==== Entries provided ====

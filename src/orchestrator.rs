use crate::database::Database;
use crate::extractor;
use crate::fetcher::PageFetcher;
use crate::geocoder::Geocoder;
use crate::models::{Listing, RawListing, Run, RunStatus};
use anyhow::Result;
use chrono::Utc;
use std::sync::atomic::{AtomicBool, Ordering};
use std::sync::Arc;
use tokio::sync::Mutex;

/// Cooperative cancellation: checked before each page fetch, so a
/// cancelled run drains cleanly instead of stopping mid-write.
#[derive(Clone, Default)]
pub struct CancelHandle(Arc<AtomicBool>);

impl CancelHandle {
    pub fn new() -> Self {
        Self::default()
    }

    pub fn cancel(&self) {
        self.0.store(true, Ordering::SeqCst);
    }

    pub fn is_cancelled(&self) -> bool {
        self.0.load(Ordering::SeqCst)
    }
}

/// Builds the search-results URL for one keyword page.
pub fn search_url(base_url: &str, keyword: &str, page: u32) -> String {
    format!(
        "{}/s-seite:{}/{}/k0",
        base_url.trim_end_matches('/'),
        page,
        urlencoding::encode(keyword)
    )
}

/// Drives one end-to-end run for a keyword: fetch pages, extract
/// listings, deduplicate, geocode, persist. Holds no state beyond the
/// current run's progress; the shared pieces (rate limiters, geocode
/// cache, store) come in as handles.
pub struct Orchestrator {
    fetcher: Arc<dyn PageFetcher>,
    geocoder: Geocoder,
    db: Arc<Mutex<Database>>,
    base_url: String,
    fail_threshold: u32,
    cancel: CancelHandle,
}

impl Orchestrator {
    pub fn new(
        fetcher: Arc<dyn PageFetcher>,
        geocoder: Geocoder,
        db: Arc<Mutex<Database>>,
        base_url: &str,
        fail_threshold: u32,
        cancel: CancelHandle,
    ) -> Self {
        Self {
            fetcher,
            geocoder,
            db,
            base_url: base_url.trim_end_matches('/').to_string(),
            fail_threshold: fail_threshold.max(1),
            cancel,
        }
    }

    pub async fn run(&self, keyword: &str, max_pages: u32) -> Result<Run> {
        let mut run = Run::start(keyword, max_pages);
        self.db.lock().await.insert_run(&run)?;
        tracing::info!(keyword, max_pages, run_id = %run.id, "starting run");

        let mut consecutive_failures = 0u32;
        let mut aborted = false;
        let mut cancelled = false;

        for page in 1..=max_pages {
            if self.cancel.is_cancelled() {
                tracing::info!(page, "run cancelled, draining");
                cancelled = true;
                break;
            }

            let url = search_url(&self.base_url, keyword, page);
            let fetched = match self.fetcher.fetch(&url).await {
                Ok(fetched) => {
                    consecutive_failures = 0;
                    fetched
                }
                Err(e) => {
                    run.fetch_failed += 1;
                    consecutive_failures += 1;
                    tracing::warn!(page, error = %e, "page fetch failed, continuing");
                    if consecutive_failures >= self.fail_threshold {
                        tracing::error!(
                            page,
                            consecutive_failures,
                            "consecutive fetch failures reached threshold, aborting run"
                        );
                        aborted = true;
                        break;
                    }
                    continue;
                }
            };

            run.pages_fetched += 1;

            // The site redirects out-of-range page numbers; that marks
            // the end of results just like an empty page does.
            if fetched.was_redirected() {
                tracing::debug!(page, final_url = %fetched.final_url, "redirected, end of results");
                break;
            }

            let raw_listings = extractor::extract(&fetched.body, &self.base_url);
            if raw_listings.is_empty() {
                tracing::debug!(page, "no listings on page, end of results");
                break;
            }
            tracing::info!(page, count = raw_listings.len(), "processing page");

            for raw in &raw_listings {
                self.process_listing(&mut run, keyword, raw).await?;
            }
            self.db.lock().await.update_run(&run)?;
        }

        run.status = if aborted {
            RunStatus::Failed
        } else if cancelled || run.fetch_failed > 0 {
            RunStatus::Partial
        } else {
            RunStatus::Completed
        };
        run.finished_at = Some(Utc::now());
        self.db.lock().await.update_run(&run)?;

        tracing::info!(
            run_id = %run.id,
            status = run.status.as_str(),
            pages = run.pages_fetched,
            found = run.found,
            new = run.new,
            duplicate = run.duplicate,
            geocode_failed = run.geocode_failed,
            fetch_failed = run.fetch_failed,
            "run finished"
        );
        Ok(run)
    }

    async fn process_listing(&self, run: &mut Run, keyword: &str, raw: &RawListing) -> Result<()> {
        run.found += 1;

        let identity = extractor::identity_from_url(&raw.url);
        let (postal_code, city) = extractor::split_location(&raw.location_text);
        let price = extractor::parse_price(&raw.price_text);

        let (is_new, coordinates_missing) = {
            let db = self.db.lock().await;
            if db.listing_exists(&identity)? {
                let missing = db
                    .get_listing(&identity)?
                    .is_none_or(|stored| stored.coordinates.is_none());
                (false, missing)
            } else {
                (true, true)
            }
        };
        if is_new {
            run.new += 1;
        } else {
            run.duplicate += 1;
        }

        // Duplicates are geocoded only to backfill: the stored row has no
        // coordinates and this observation carries location text.
        let attempt_geocode = is_new
            || (coordinates_missing
                && !(postal_code.trim().is_empty() && city.trim().is_empty()));

        let coordinates = if attempt_geocode {
            match self.geocoder.geocode(&postal_code, &city).await {
                Ok(coords) => Some(coords),
                Err(e) => {
                    run.geocode_failed += 1;
                    tracing::debug!(identity = %identity, error = %e, "geocoding failed, persisting without coordinates");
                    None
                }
            }
        } else {
            None
        };

        let listing = Listing {
            identity: identity.clone(),
            title: raw.title.trim().to_string(),
            price,
            postal_code,
            city,
            url: raw.url.clone(),
            coordinates,
            scraped_at: Utc::now(),
        };

        let mut db = self.db.lock().await;
        let outcome = db.upsert_listing(&listing)?;
        db.associate_keyword(&identity, keyword)?;
        drop(db);

        tracing::trace!(identity = %identity, new = is_new, ?outcome, "listing persisted");
        Ok(())
    }
}
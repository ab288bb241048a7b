use crate::database::Database;
use crate::fetcher::RateLimiter;
use crate::models::{Coordinates, GeocodeError};
use async_trait::async_trait;
use serde::Deserialize;
use std::collections::HashMap;
use std::sync::Arc;
use tokio::sync::Mutex;

/// Nominatim search result. Coordinates come back as strings.
#[derive(Debug, Deserialize)]
struct NominatimResponse {
    lat: String,
    lon: String,
}

/// The external lookup seam, so tests can script resolutions and count
/// calls.
#[async_trait]
pub trait GeocodeBackend: Send + Sync {
    async fn lookup(&self, postal_code: &str, city: &str) -> Result<Coordinates, GeocodeError>;
}

/// Nominatim-style lookup over HTTP, rate-limited with its own limiter
/// because the geocoding service enforces quotas independently of the
/// classifieds site.
pub struct NominatimBackend {
    client: reqwest::Client,
    endpoint: String,
    user_agent: String,
    limiter: Arc<RateLimiter>,
}

impl NominatimBackend {
    pub fn new(endpoint: &str, user_agent: &str, limiter: Arc<RateLimiter>) -> Self {
        Self {
            client: reqwest::Client::new(),
            endpoint: endpoint.trim_end_matches('/').to_string(),
            user_agent: user_agent.to_string(),
            limiter,
        }
    }
}

#[async_trait]
impl GeocodeBackend for NominatimBackend {
    async fn lookup(&self, postal_code: &str, city: &str) -> Result<Coordinates, GeocodeError> {
        let query = [postal_code, city, "Germany"]
            .iter()
            .filter(|part| !part.trim().is_empty())
            .map(|part| part.trim())
            .collect::<Vec<_>>()
            .join(", ");
        let url = format!(
            "{}?q={}&format=json&limit=1",
            self.endpoint,
            urlencoding::encode(&query)
        );

        self.limiter.wait().await;
        tracing::debug!(%query, "geocoding location");

        let results: Vec<NominatimResponse> = self
            .client
            .get(&url)
            .header("User-Agent", &self.user_agent)
            .timeout(std::time::Duration::from_secs(10))
            .send()
            .await
            .map_err(|e| GeocodeError::Lookup {
                reason: e.to_string(),
            })?
            .json()
            .await
            .map_err(|e| GeocodeError::Lookup {
                reason: format!("parsing response: {}", e),
            })?;

        let first = results
            .first()
            .ok_or_else(|| GeocodeError::NotFound { query: query.clone() })?;

        let latitude: f64 = first.lat.parse().map_err(|_| GeocodeError::Lookup {
            reason: format!("invalid latitude '{}'", first.lat),
        })?;
        let longitude: f64 = first.lon.parse().map_err(|_| GeocodeError::Lookup {
            reason: format!("invalid longitude '{}'", first.lon),
        })?;

        Ok(Coordinates {
            latitude,
            longitude,
        })
    }
}

/// Resolves (postal code, city) pairs to coordinates. Lookup order:
/// process-local map, then the store's geocode_cache table, then the
/// backend. Successful resolutions are written through to both caches so
/// a known location costs at most one external lookup across all runs.
pub struct Geocoder {
    backend: Box<dyn GeocodeBackend>,
    memory: Mutex<HashMap<(String, String), Coordinates>>,
    db: Arc<Mutex<Database>>,
}

impl Geocoder {
    pub fn new(backend: Box<dyn GeocodeBackend>, db: Arc<Mutex<Database>>) -> Self {
        Self {
            backend,
            memory: Mutex::new(HashMap::new()),
            db,
        }
    }

    fn normalize(postal_code: &str, city: &str) -> (String, String) {
        (
            postal_code.trim().to_lowercase(),
            city.trim().to_lowercase(),
        )
    }

    pub async fn geocode(
        &self,
        postal_code: &str,
        city: &str,
    ) -> Result<Coordinates, GeocodeError> {
        let key = Self::normalize(postal_code, city);
        if key.0.is_empty() && key.1.is_empty() {
            return Err(GeocodeError::InvalidInput);
        }

        if let Some(hit) = self.memory.lock().await.get(&key) {
            return Ok(*hit);
        }

        {
            let db = self.db.lock().await;
            match db.cached_coordinates(&key.0, &key.1) {
                Ok(Some(hit)) => {
                    drop(db);
                    self.memory.lock().await.insert(key, hit);
                    return Ok(hit);
                }
                Ok(None) => {}
                Err(e) => {
                    tracing::warn!("geocode cache read failed: {}", e);
                }
            }
        }

        let coordinates = self.backend.lookup(postal_code.trim(), city.trim()).await?;

        {
            let db = self.db.lock().await;
            if let Err(e) = db.cache_coordinates(&key.0, &key.1, coordinates) {
                tracing::warn!("geocode cache write failed: {}", e);
            }
        }
        self.memory.lock().await.insert(key, coordinates);

        Ok(coordinates)
    }
}

#[cfg(test)]
mod tests {
    use super::*;
    use std::sync::atomic::{AtomicUsize, Ordering};
    use wiremock::matchers::{method, query_param};
    use wiremock::{Mock, MockServer, ResponseTemplate};

    struct ScriptedBackend {
        coordinates: Result<Coordinates, GeocodeError>,
        calls: AtomicUsize,
    }

    impl ScriptedBackend {
        fn resolving(latitude: f64, longitude: f64) -> Self {
            Self {
                coordinates: Ok(Coordinates {
                    latitude,
                    longitude,
                }),
                calls: AtomicUsize::new(0),
            }
        }

        fn failing() -> Self {
            Self {
                coordinates: Err(GeocodeError::Lookup {
                    reason: "backend should not be reached".to_string(),
                }),
                calls: AtomicUsize::new(0),
            }
        }
    }

    #[async_trait]
    impl GeocodeBackend for Arc<ScriptedBackend> {
        async fn lookup(&self, _: &str, _: &str) -> Result<Coordinates, GeocodeError> {
            self.calls.fetch_add(1, Ordering::SeqCst);
            self.coordinates.clone()
        }
    }

    fn test_db() -> Arc<Mutex<Database>> {
        Arc::new(Mutex::new(Database::open_in_memory().unwrap()))
    }

    #[tokio::test]
    async fn empty_location_short_circuits_without_lookup() {
        let backend = Arc::new(ScriptedBackend::failing());
        let geocoder = Geocoder::new(Box::new(backend.clone()), test_db());

        let err = geocoder.geocode("", "").await.unwrap_err();
        assert_eq!(err, GeocodeError::InvalidInput);
        assert_eq!(backend.calls.load(Ordering::SeqCst), 0);

        let err = geocoder.geocode("  ", "  ").await.unwrap_err();
        assert_eq!(err, GeocodeError::InvalidInput);
        assert_eq!(backend.calls.load(Ordering::SeqCst), 0);
    }

    #[tokio::test]
    async fn repeated_locations_cost_one_lookup() {
        let backend = Arc::new(ScriptedBackend::resolving(52.53, 13.38));
        let geocoder = Geocoder::new(Box::new(backend.clone()), test_db());

        let first = geocoder.geocode("10115", "Berlin").await.unwrap();
        let second = geocoder.geocode("10115", "Berlin").await.unwrap();
        // Key normalization: case and whitespace variants hit the cache.
        let third = geocoder.geocode(" 10115 ", "BERLIN").await.unwrap();

        assert_eq!(first, second);
        assert_eq!(first, third);
        assert_eq!(backend.calls.load(Ordering::SeqCst), 1);
    }

    #[tokio::test]
    async fn cache_persists_across_geocoder_instances_via_store() {
        let db = test_db();

        let backend = Arc::new(ScriptedBackend::resolving(48.13, 11.57));
        let geocoder = Geocoder::new(Box::new(backend.clone()), db.clone());
        geocoder.geocode("80331", "München").await.unwrap();

        // Fresh instance, empty in-memory map, backend that would fail.
        let offline = Arc::new(ScriptedBackend::failing());
        let geocoder = Geocoder::new(Box::new(offline.clone()), db);
        let hit = geocoder.geocode("80331", "München").await.unwrap();

        assert_eq!(hit.latitude, 48.13);
        assert_eq!(offline.calls.load(Ordering::SeqCst), 0);
    }

    #[tokio::test]
    async fn lookup_failures_are_not_cached() {
        let backend = Arc::new(ScriptedBackend::failing());
        let geocoder = Geocoder::new(Box::new(backend.clone()), test_db());

        assert!(geocoder.geocode("99999", "Nirgendwo").await.is_err());
        assert!(geocoder.geocode("99999", "Nirgendwo").await.is_err());
        assert_eq!(
            backend.calls.load(Ordering::SeqCst),
            2,
            "failures must be retried, not remembered"
        );
    }

    #[tokio::test]
    async fn nominatim_backend_parses_results() {
        let server = MockServer::start().await;
        Mock::given(method("GET"))
            .and(query_param("format", "json"))
            .respond_with(ResponseTemplate::new(200).set_body_json(serde_json::json!([
                { "lat": "52.5323", "lon": "13.3846", "display_name": "Berlin" }
            ])))
            .mount(&server)
            .await;

        let backend = NominatimBackend::new(
            &server.uri(),
            "kleinanzeigen-map/0.1",
            Arc::new(RateLimiter::unlimited()),
        );
        let coords = backend.lookup("10115", "Berlin").await.unwrap();
        assert!((coords.latitude - 52.5323).abs() < 1e-9);
        assert!((coords.longitude - 13.3846).abs() < 1e-9);
    }

    #[tokio::test]
    async fn nominatim_backend_maps_empty_results_to_not_found() {
        let server = MockServer::start().await;
        Mock::given(method("GET"))
            .respond_with(ResponseTemplate::new(200).set_body_json(serde_json::json!([])))
            .mount(&server)
            .await;

        let backend = NominatimBackend::new(
            &server.uri(),
            "kleinanzeigen-map/0.1",
            Arc::new(RateLimiter::unlimited()),
        );
        let err = backend.lookup("99999", "Nirgendwo").await.unwrap_err();
        assert!(matches!(err, GeocodeError::NotFound { .. }));
    }
}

====

— Description of the task —
When a line of the entries contains "identity", it counts; say how many such lines there are, and nothing more.

— Answer area —
7